[Try it] Please output exactly the lines of the material from the first through the line containing "pub type EngineResult<T>", and nothing more.
-- Opening Marker --
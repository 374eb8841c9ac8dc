//! Error types for cost estimation.

use thiserror::Error;

/// Result type for cost estimation.
pub type CostResult<T> = Result<T, CostError>;

/// Per-field validation failures for cost inputs.
///
/// Reported without side effects; the caller resubmits corrected
/// inputs rather than retrying.
#[derive(Debug, Clone, PartialEq, Error)]
pub enum CostError {
    /// Thickness must be a positive finite number of millimeters.
    #[error("invalid thickness: {value} (must be positive and finite)")]
    InvalidThickness {
        /// The rejected value.
        value: f64,
    },

    /// Quantity must be at least 1.
    #[error("invalid quantity: {value} (must be at least 1)")]
    InvalidQuantity {
        /// The rejected value.
        value: u64,
    },
}
//! Error types for the quote engine.

use thiserror::Error;

/// Result type for quote-engine operations.
pub type EngineResult<T> = Result<T, EngineError>;

/// Errors surfaced at the quote-engine boundary.
///
/// All failures are local and terminal per request; nothing here is
/// fatal to the hosting process, and none warrant automatic retry
/// since they stem from invalid input.
#[derive(Debug, Error)]
pub enum EngineError {
    /// The uploaded payload was empty.
    #[error("empty upload")]
    EmptyUpload,

    /// The uploaded payload exceeds the size limit.
    #[error("upload of {size} bytes exceeds the {limit}-byte limit")]
    Oversized {
        /// Payload size in bytes.
        size: u64,
        /// Configured limit in bytes.
        limit: u64,
    },

    /// The declared file name has no recognized mesh extension.
    #[error("unsupported upload extension: .{extension}")]
    UnsupportedUpload {
        /// The offending extension (without the dot).
        extension: String,
    },

    /// Mesh parsing failed.
    #[error(transparent)]
    Load(#[from] mesh_stl::LoadError),

    /// Cost-input validation failed.
    #[error(transparent)]
    Cost(#[from] cost_model::CostError),

    /// Worker pool could not be constructed.
    #[error("worker pool: {0}")]
    ThreadPool(#[from] rayon::ThreadPoolBuildError),

    /// I/O error while staging an upload.
    #[error("I/O error: {0}")]
    Io(#[from] std::io::Error),
}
-- Closing Marker --
[Result]
repository 374eb8841c9ac8dc
//! Error types for cost estimation.

use thiserror::Error;

/// Result type for cost estimation.
pub type CostResult<T> = Result<T, CostError>;

/// Per-field validation failures for cost inputs.
///
/// Reported without side effects; the caller resubmits corrected
/// inputs rather than retrying.
#[derive(Debug, Clone, PartialEq, Error)]
pub enum CostError {
    /// Thickness must be a positive finite number of millimeters.
    #[error("invalid thickness: {value} (must be positive and finite)")]
    InvalidThickness {
        /// The rejected value.
        value: f64,
    },

    /// Quantity must be at least 1.
    #[error("invalid quantity: {value} (must be at least 1)")]
    InvalidQuantity {
        /// The rejected value.
        value: u64,
    },
}
//! Error types for the quote engine.

use thiserror::Error;

/// Result type for quote-engine operations.
pub type EngineResult<T> = Result<T, EngineError>;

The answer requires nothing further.